Please copy each line below that contains the word "Option".

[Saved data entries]
#####

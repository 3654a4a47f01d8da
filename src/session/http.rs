//! HTTP streaming engine: wraps a `StreamPlayer`

use super::engine::{failed, EngineUpdate, PlaybackEngine, StatusSink, StreamPlayer};
use super::error::EngineError;
use super::selector::{EngineKind, SourceDescriptor};
use super::status::SessionStatus;
use super::surface::{MediaAttachment, PlaybackSurface};

pub struct HttpStreamEngine {
    player: Box<dyn StreamPlayer>,
    source: Option<SourceDescriptor>,
}

impl HttpStreamEngine {
    pub fn new(player: Box<dyn StreamPlayer>) -> Self {
        Self { player, source: None }
    }
}

impl PlaybackEngine for HttpStreamEngine {
    fn kind(&self) -> EngineKind {
        EngineKind::HttpStream
    }

    fn attach(&mut self, source: &SourceDescriptor, sink: StatusSink) -> Result<(), EngineError> {
        tracing::info!(
            "Opening HTTP stream {} ({})",
            source.url,
            source.mime_type().unwrap_or("unknown type")
        );
        self.source = Some(source.clone());
        self.player.construct(source, sink)
    }

    fn on_status(&mut self, update: EngineUpdate, surface: &mut PlaybackSurface) -> Vec<SessionStatus> {
        match update {
            EngineUpdate::Ready => {
                if self.player.is_disposed() {
                    return Vec::new();
                }
                if let Some(ref source) = self.source {
                    surface.attach(MediaAttachment {
                        engine: EngineKind::HttpStream,
                        locator: source.url.clone(),
                        title: source.title.clone(),
                        mime_type: source.mime_type(),
                        poster_url: source.poster_url.clone(),
                        autoplay: source.autoplay,
                    });
                }
                vec![SessionStatus::Ready]
            }
            EngineUpdate::PlaybackStarted => vec![SessionStatus::Playing],
            EngineUpdate::Error(message) => vec![failed(message)],
            other => {
                tracing::debug!("HTTP engine ignoring {:?}", other);
                Vec::new()
            }
        }
    }

    fn status_text(&self, status: &SessionStatus) -> String {
        match status {
            SessionStatus::Idle => String::new(),
            SessionStatus::Connecting | SessionStatus::Resolving => "Connecting to stream...".to_string(),
            SessionStatus::Ready => "Ready".to_string(),
            SessionStatus::Playing => match self.source {
                Some(ref source) if !source.title.is_empty() => format!("Playing: {}", source.title),
                _ => "Playing".to_string(),
            },
            SessionStatus::Failed(err) => format!("Error: {}", err),
        }
    }

    fn dispose(&mut self, surface: &mut PlaybackSurface) {
        self.player.dispose();
        if surface.attached().map(|m| m.engine) == Some(EngineKind::HttpStream) {
            surface.clear();
        }
    }
}
//! Data models for the ZakirFLIX catalog

use serde::{Deserialize, Serialize};

use crate::session::is_peer_swarm;

/// Catalog section an entry belongs to
#[derive(Debug, Clone, Copy, PartialEq, Eq, Hash, Serialize, Deserialize)]
#[serde(rename_all = "lowercase")]
pub enum Category {
    Tv,
    Movie,
    Series,
    #[serde(other)]
    Other,
}

impl Category {
    pub fn label(&self) -> &'static str {
        match self {
            Category::Tv => "tv",
            Category::Movie => "movie",
            Category::Series => "series",
            Category::Other => "other",
        }
    }
}

/// Audio/subtitle presentation of an entry
#[derive(Debug, Clone, Copy, PartialEq, Eq, Hash, Serialize, Deserialize, Default)]
#[serde(rename_all = "lowercase")]
pub enum PlaybackType {
    Dubbed,
    Subtitled,
    #[default]
    #[serde(other)]
    None,
}

/// One playable item of the catalog
#[derive(Debug, Clone, PartialEq, Serialize, Deserialize)]
#[serde(rename_all = "camelCase")]
pub struct CatalogEntry {
    pub id: String,
    #[serde(alias = "name")]
    pub title: String,
    pub url: String,
    #[serde(default, alias = "logo", alias = "poster")]
    pub poster_url: Option<String>,
    pub category: Category,
    #[serde(default)]
    pub language: String,
    #[serde(default)]
    pub genre: Option<String>,
    #[serde(default)]
    pub playback_type: PlaybackType,
}

impl CatalogEntry {
    /// True when `url` addresses a peer swarm instead of an HTTP source.
    pub fn is_peer_sourced(&self) -> bool {
        is_peer_swarm(&self.url)
    }

    /// Build the request handed to the session manager when this entry is picked.
    pub fn playback_request(&self, autoplay: bool) -> PlaybackRequest {
        PlaybackRequest {
            url: self.url.clone(),
            poster_url: self.poster_url.clone(),
            title: self.title.clone(),
            autoplay,
        }
    }
}

/// Selection handed from the UI to the session manager
#[derive(Debug, Clone, PartialEq)]
pub struct PlaybackRequest {
    pub url: String,
    pub poster_url: Option<String>,
    pub title: String,
    pub autoplay: bool,
}

/// UI Tab selection
#[derive(Debug, Clone, Copy, PartialEq, Eq, Default)]
pub enum Tab {
    #[default]
    All,
    Tv,
    Movies,
    Series,
    Torrents,
}

impl Tab {
    pub const ALL: [Tab; 5] = [Tab::All, Tab::Tv, Tab::Movies, Tab::Series, Tab::Torrents];

    pub fn label(&self) -> &'static str {
        match self {
            Tab::All => "🏠 ALL",
            Tab::Tv => "📺 LIVE TV",
            Tab::Movies => "🎬 MOVIES",
            Tab::Series => "📼 SERIES",
            Tab::Torrents => "🧲 TORRENTS",
        }
    }
}

/// Secondary filter applied on top of the active tab
#[derive(Debug, Clone, PartialEq, Eq, Default)]
pub enum Refinement {
    #[default]
    All,
    Dubbed,
    Subtitled,
    International,
    Genre(String),
    Language(String),
}

impl Refinement {
    pub fn label(&self) -> String {
        match self {
            Refinement::All => "All".to_string(),
            Refinement::Dubbed => "Dubbed".to_string(),
            Refinement::Subtitled => "Subtitled".to_string(),
            Refinement::International => "International".to_string(),
            Refinement::Genre(genre) => format!("Genre: {}", genre),
            Refinement::Language(language) => format!("Language: {}", language),
        }
    }
}
#[test]
fn test_session_stays_active_after_ready() {
    let mut h = Harness::new();
    assert!(!h.manager.is_active());

    h.manager.select(request("https://x/y.mp4"));
    assert!(h.manager.is_busy());
    assert!(h.manager.is_active());

    let sink = h.last_player_sink();
    sink.send(EngineUpdate::Ready);
    h.manager.poll();
    // Start and exit are still to come
    assert!(!h.manager.is_busy());
    assert!(h.manager.is_active());

    sink.send(EngineUpdate::Error("exit status: 1".to_string()));
    h.manager.poll();
    assert!(!h.manager.is_active());

    h.manager.select(request("https://x/z.mp4"));
    h.manager.teardown();
    assert!(!h.manager.is_active());
}

#[test]
fn test_swarm_viewer_events_follow_stream() {
    let mut h = Harness::new();
    h.manager.select(request("magnet:?xt=urn:btih:abc"));
    let sink = h.swarm_sink(1);
    sink.send(EngineUpdate::MetadataResolved {
        swarm: 1,
        files: files(&["b.mkv"]),
    });
    // Viewer comes up, then the stream and the viewer both report playback
    sink.send(EngineUpdate::Ready);
    sink.send(EngineUpdate::PlaybackStarted);
    sink.send(EngineUpdate::PlaybackStarted);
    h.manager.poll();

    assert_eq!(
        h.statuses(),
        vec![
            SessionStatus::Connecting,
            SessionStatus::Resolving,
            SessionStatus::Ready,
            SessionStatus::Playing,
        ]
    );
    assert_eq!(h.manager.status_text(), "Streaming: b.mkv");

    // Closing the viewer ends the session and the swarm with it
    sink.send(EngineUpdate::Ended);
    h.manager.poll();
    assert_eq!(h.manager.status(), &SessionStatus::Idle);
    assert!(h.client.lock().unwrap().active_swarms().is_empty());
    assert!(h.manager.surface().is_empty());
}
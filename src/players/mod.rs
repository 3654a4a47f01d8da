//! Production playback collaborators
//!
//! `ExternalPlayer` hands HTTP sources to a desktop media player;
//! `WebTorrentClient` drives the webtorrent CLI for magnet sources.

use std::process::Child;
use std::sync::{Arc, Mutex, MutexGuard, PoisonError};

mod external;
mod webtorrent;

pub use external::{ExternalPlayer, PlayerSettings};
pub use webtorrent::{WebTorrentClient, WebTorrentSettings};

/// A child process shared between its owner and the thread watching it.
/// Whoever takes the child out is responsible for reaping it.
pub(crate) type ProcessSlot = Arc<Mutex<Option<Child>>>;

pub(crate) fn lock_slot(slot: &ProcessSlot) -> MutexGuard<'_, Option<Child>> {
    slot.lock().unwrap_or_else(PoisonError::into_inner)
}

/// Kill and reap whatever is still in `slot`.
pub(crate) fn kill_slot(slot: &ProcessSlot) {
    if let Some(mut child) = lock_slot(slot).take() {
        let _ = child.kill();
        let _ = child.wait();
    }
}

#####

EXERCISE ANSWER —
    source: Option<SourceDescriptor>,
    pub poster_url: Option<String>,
    pub genre: Option<String>,
    pub poster_url: Option<String>,
pub(crate) type ProcessSlot = Arc<Mutex<Option<Child>>>;
pub(crate) fn lock_slot(slot: &ProcessSlot) -> MutexGuard<'_, Option<Child>> {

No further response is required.